WORK TASK:
Precise copying is required. Return the data below in full.

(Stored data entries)
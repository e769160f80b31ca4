//! The public entry point: configure once, build many times.

use std::sync::Arc;
use std::time::Instant;

use tracing::{debug, info};

use kiln_config::{KilnConfig, validate_schema};

use crate::cache::BuildCaches;
use crate::diagnostics::Diagnostic;
use crate::env::ClientEnvironment;
use crate::graph::Loader;
use crate::output::{BuildOutput, publish};
use crate::pipeline::{BuildContext, BuildReport, Pipeline, PipelineRun, ProgressCallback, StageTiming};
use crate::workers::WorkerPool;
use crate::{Error, Result};

/// Outcome of [`Bundler::check`].
#[derive(Debug, Clone, Default)]
pub struct CheckReport {
    pub module_count: usize,
    pub entry_groups: usize,
    pub warnings: Vec<Diagnostic>,
}

/// A configured build.
///
/// Cloning is cheap; clones share the worker pools and the transform cache,
/// so repeated builds reuse warm pools and skip unchanged modules.
#[derive(Clone)]
pub struct Bundler {
    config: Arc<KilnConfig>,
    env: Arc<ClientEnvironment>,
    workers: Arc<WorkerPool>,
    caches: Arc<BuildCaches>,
    progress: Option<ProgressCallback>,
}

impl std::fmt::Debug for Bundler {
    fn fmt(&self, f: &mut std::fmt::Formatter<'_>) -> std::fmt::Result {
        f.debug_struct("Bundler")
            .field("root", &self.config.root)
            .field("entries", &self.config.entries.len())
            .finish_non_exhaustive()
    }
}

impl Bundler {
    /// Validate `config` and read the client environment from the process.
    pub fn new(config: KilnConfig) -> Result<Self> {
        let env = ClientEnvironment::from_config(&config);
        Self::with_environment(config, env)
    }

    /// Like [`Bundler::new`] with an explicit client environment.
    pub fn with_environment(mut config: KilnConfig, env: ClientEnvironment) -> Result<Self> {
        validate_schema(&config)?;
        config.root = config.root.canonicalize().map_err(|e| {
            Error::io(
                format!("Project root '{}' is not accessible", config.root.display()),
                e,
            )
        })?;
        let workers = WorkerPool::new(config.workers.clone());
        Ok(Self {
            config: Arc::new(config),
            env: Arc::new(env),
            workers: Arc::new(workers),
            caches: Arc::new(BuildCaches::default()),
            progress: None,
        })
    }

    /// Report stage progress to `progress`.
    pub fn with_progress(mut self, progress: ProgressCallback) -> Self {
        self.progress = Some(progress);
        self
    }

    pub fn config(&self) -> &KilnConfig {
        &self.config
    }

    pub fn environment(&self) -> &ClientEnvironment {
        &self.env
    }

    pub fn workers(&self) -> &WorkerPool {
        &self.workers
    }

    pub fn caches(&self) -> &BuildCaches {
        &self.caches
    }

    fn pipeline(&self) -> Pipeline {
        let pipeline = Pipeline::standard();
        match &self.progress {
            Some(progress) => pipeline.with_progress(Arc::clone(progress)),
            None => pipeline,
        }
    }

    /// Run every stage without touching the output directory.
    pub fn run(&self) -> Result<PipelineRun> {
        let context = BuildContext::new(&self.config, &self.env, &self.workers, &self.caches);
        let result = self.pipeline().run(&context);
        let reclaimed = self.workers.reclaim_idle();
        if reclaimed > 0 {
            debug!(pools = reclaimed, "reclaimed idle worker pools");
        }
        result
    }

    /// Build and return the artifacts without writing them.
    pub fn build_in_memory(&self) -> Result<BuildOutput> {
        self.run().map(|run| run.output)
    }

    /// Build and publish into the output directory, blocking the caller.
    pub fn build_blocking(&self) -> Result<BuildReport> {
        let PipelineRun { output, mut report } = self.run()?;

        let started = Instant::now();
        publish(&output, &self.config.output_path(), self.config.clean)?;
        let elapsed = started.elapsed();
        report.timings.push(StageTiming {
            stage: "publish".to_string(),
            elapsed,
        });
        report.elapsed += elapsed;

        info!(
            artifacts = report.artifacts.len(),
            bytes = report.total_size(),
            elapsed_ms = report.elapsed.as_millis() as u64,
            "build published"
        );
        Ok(report)
    }

    /// Build and publish on the blocking thread pool.
    pub async fn build(&self) -> Result<BuildReport> {
        let bundler = self.clone();
        tokio::task::spawn_blocking(move || bundler.build_blocking())
            .await
            .map_err(|e| Error::WorkerPool(format!("build task failed: {e}")))?
    }

    /// Resolve and load every entry group without producing output.
    pub fn check(&self) -> Result<CheckReport> {
        let loader = Loader::new(&self.config, &self.env, &self.workers, &self.caches)?;
        let outcome = loader.load()?;
        self.workers.reclaim_idle();

        let (errors, warnings): (Vec<_>, Vec<_>) =
            outcome.diagnostics.into_iter().partition(Diagnostic::is_error);
        if !errors.is_empty() {
            return Err(Error::Build { diagnostics: errors });
        }
        Ok(CheckReport {
            module_count: outcome.graph.len(),
            entry_groups: outcome.graph.entries().len(),
            warnings,
        })
    }
}

#[cfg(test)]
mod tests {
    use super::*;
    use std::fs;
    use tempfile::TempDir;

    fn project() -> TempDir {
        let dir = TempDir::new().unwrap();
        fs::create_dir_all(dir.path().join("src")).unwrap();
        fs::create_dir_all(dir.path().join("public")).unwrap();
        fs::write(dir.path().join("src/index.js"), "console.log('hi');\n").unwrap();
        fs::write(
            dir.path().join("public/index.html"),
            "<!DOCTYPE html><html><head><title>%PUBLIC_URL%</title></head><body></body></html>",
        )
        .unwrap();
        dir
    }

    #[test]
    fn rejects_invalid_config() {
        let dir = project();
        let mut config = KilnConfig::with_root(dir.path());
        config.entries.clear();
        assert!(matches!(Bundler::new(config), Err(Error::InvalidConfig(_))));
    }

    #[test]
    fn missing_root_is_an_io_error() {
        let config = KilnConfig::with_root("/definitely/not/here/kiln");
        assert!(matches!(Bundler::new(config), Err(Error::Io { .. })));
    }

    #[test]
    fn check_loads_without_writing() {
        let dir = project();
        let bundler = Bundler::new(KilnConfig::with_root(dir.path())).unwrap();
        let report = bundler.check().unwrap();
        assert_eq!(report.module_count, 1);
        assert_eq!(report.entry_groups, 1);
        assert!(!dir.path().join("build").exists());
    }

    #[tokio::test]
    async fn build_publishes_and_reports() {
        let dir = project();
        let bundler = Bundler::new(KilnConfig::with_root(dir.path())).unwrap();
        let report = bundler.build().await.unwrap();

        assert!(dir.path().join("build/index.html").is_file());
        assert!(dir.path().join("build/asset-manifest.json").is_file());
        assert_eq!(report.module_count, 1);
        assert!(report.timing("publish").is_some());
        assert!(report.artifacts.iter().all(|a| dir.path().join("build").join(&a.path).is_file()));
    }
}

RESULT:
repository e769160f80b31ca4
//! The public entry point: configure once, build many times.

use std::sync::Arc;
use std::time::Instant;

use tracing::{debug, info};

use kiln_config::{KilnConfig, validate_schema};

use crate::cache::BuildCaches;
use crate::diagnostics::Diagnostic;
use crate::env::ClientEnvironment;
use crate::graph::Loader;
use crate::output::{BuildOutput, publish};
use crate::pipeline::{BuildContext, BuildReport, Pipeline, PipelineRun, ProgressCallback, StageTiming};
use crate::workers::WorkerPool;
use crate::{Error, Result};

/// Outcome of [`Bundler::check`].
#[derive(Debug, Clone, Default)]
pub struct CheckReport {
    pub module_count: usize,
    pub entry_groups: usize,
    pub warnings: Vec<Diagnostic>,
}

/// A configured build.
///
/// Cloning is cheap; clones share the worker pools and the transform cache,
/// so repeated builds reuse warm pools and skip unchanged modules.
#[derive(Clone)]
pub struct Bundler {
    config: Arc<KilnConfig>,
    env: Arc<ClientEnvironment>,
    workers: Arc<WorkerPool>,
    caches: Arc<BuildCaches>,
    progress: Option<ProgressCallback>,
}

impl std::fmt::Debug for Bundler {
    fn fmt(&self, f: &mut std::fmt::Formatter<'_>) -> std::fmt::Result {
        f.debug_struct("Bundler")
            .field("root", &self.config.root)
            .field("entries", &self.config.entries.len())
            .finish_non_exhaustive()
    }
}

impl Bundler {
    /// Validate `config` and read the client environment from the process.
    pub fn new(config: KilnConfig) -> Result<Self> {
        let env = ClientEnvironment::from_config(&config);
        Self::with_environment(config, env)
    }

    /// Like [`Bundler::new`] with an explicit client environment.
    pub fn with_environment(mut config: KilnConfig, env: ClientEnvironment) -> Result<Self> {
        validate_schema(&config)?;
        config.root = config.root.canonicalize().map_err(|e| {
            Error::io(
                format!("Project root '{}' is not accessible", config.root.display()),
                e,
            )
        })?;
        let workers = WorkerPool::new(config.workers.clone());
        Ok(Self {
            config: Arc::new(config),
            env: Arc::new(env),
            workers: Arc::new(workers),
            caches: Arc::new(BuildCaches::default()),
            progress: None,
        })
    }

    /// Report stage progress to `progress`.
    pub fn with_progress(mut self, progress: ProgressCallback) -> Self {
        self.progress = Some(progress);
        self
    }

    pub fn config(&self) -> &KilnConfig {
        &self.config
    }

    pub fn environment(&self) -> &ClientEnvironment {
        &self.env
    }

    pub fn workers(&self) -> &WorkerPool {
        &self.workers
    }

    pub fn caches(&self) -> &BuildCaches {
        &self.caches
    }

    fn pipeline(&self) -> Pipeline {
        let pipeline = Pipeline::standard();
        match &self.progress {
            Some(progress) => pipeline.with_progress(Arc::clone(progress)),
            None => pipeline,
        }
    }

    /// Run every stage without touching the output directory.
    pub fn run(&self) -> Result<PipelineRun> {
        let context = BuildContext::new(&self.config, &self.env, &self.workers, &self.caches);
        let result = self.pipeline().run(&context);
        let reclaimed = self.workers.reclaim_idle();
        if reclaimed > 0 {
            debug!(pools = reclaimed, "reclaimed idle worker pools");
        }
        result
    }

    /// Build and return the artifacts without writing them.
    pub fn build_in_memory(&self) -> Result<BuildOutput> {
        self.run().map(|run| run.output)
    }

    /// Build and publish into the output directory, blocking the caller.
    pub fn build_blocking(&self) -> Result<BuildReport> {
        let PipelineRun { output, mut report } = self.run()?;

        let started = Instant::now();
        publish(&output, &self.config.output_path(), self.config.clean)?;
        let elapsed = started.elapsed();
        report.timings.push(StageTiming {
            stage: "publish".to_string(),
            elapsed,
        });
        report.elapsed += elapsed;

        info!(
            artifacts = report.artifacts.len(),
            bytes = report.total_size(),
            elapsed_ms = report.elapsed.as_millis() as u64,
            "build published"
        );
        Ok(report)
    }

    /// Build and publish on the blocking thread pool.
    pub async fn build(&self) -> Result<BuildReport> {
        let bundler = self.clone();
        tokio::task::spawn_blocking(move || bundler.build_blocking())
            .await
            .map_err(|e| Error::WorkerPool(format!("build task failed: {e}")))?
    }

    /// Resolve and load every entry group without producing output.
    pub fn check(&self) -> Result<CheckReport> {
        let loader = Loader::new(&self.config, &self.env, &self.workers, &self.caches)?;
        let outcome = loader.load()?;
        self.workers.reclaim_idle();

        let (errors, warnings): (Vec<_>, Vec<_>) =
            outcome.diagnostics.into_iter().partition(Diagnostic::is_error);
        if !errors.is_empty() {
            return Err(Error::Build { diagnostics: errors });
        }
        Ok(CheckReport {
            module_count: outcome.graph.len(),
            entry_groups: outcome.graph.entries().len(),
            warnings,
        })
    }
}

#[cfg(test)]
mod tests {
    use super::*;
    use std::fs;
    use tempfile::TempDir;

    fn project() -> TempDir {
        let dir = TempDir::new().unwrap();
        fs::create_dir_all(dir.path().join("src")).unwrap();
        fs::create_dir_all(dir.path().join("public")).unwrap();
        fs::write(dir.path().join("src/index.js"), "console.log('hi');\n").unwrap();
        fs::write(
            dir.path().join("public/index.html"),
            "<!DOCTYPE html><html><head><title>%PUBLIC_URL%</title></head><body></body></html>",
        )
        .unwrap();
        dir
    }

    #[test]
    fn rejects_invalid_config() {
        let dir = project();
        let mut config = KilnConfig::with_root(dir.path());
        config.entries.clear();
        assert!(matches!(Bundler::new(config), Err(Error::InvalidConfig(_))));
    }

    #[test]
    fn missing_root_is_an_io_error() {
        let config = KilnConfig::with_root("/definitely/not/here/kiln");
        assert!(matches!(Bundler::new(config), Err(Error::Io { .. })));
    }

    #[test]
    fn check_loads_without_writing() {
        let dir = project();
        let bundler = Bundler::new(KilnConfig::with_root(dir.path())).unwrap();
        let report = bundler.check().unwrap();
        assert_eq!(report.module_count, 1);
        assert_eq!(report.entry_groups, 1);
        assert!(!dir.path().join("build").exists());
    }

    #[tokio::test]
    async fn build_publishes_and_reports() {
        let dir = project();
        let bundler = Bundler::new(KilnConfig::with_root(dir.path())).unwrap();
        let report = bundler.build().await.unwrap();

        assert!(dir.path().join("build/index.html").is_file());
        assert!(dir.path().join("build/asset-manifest.json").is_file());
        assert_eq!(report.module_count, 1);
        assert!(report.timing("publish").is_some());
        assert!(report.artifacts.iter().all(|a| dir.path().join("build").join(&a.path).is_file()));
    }
}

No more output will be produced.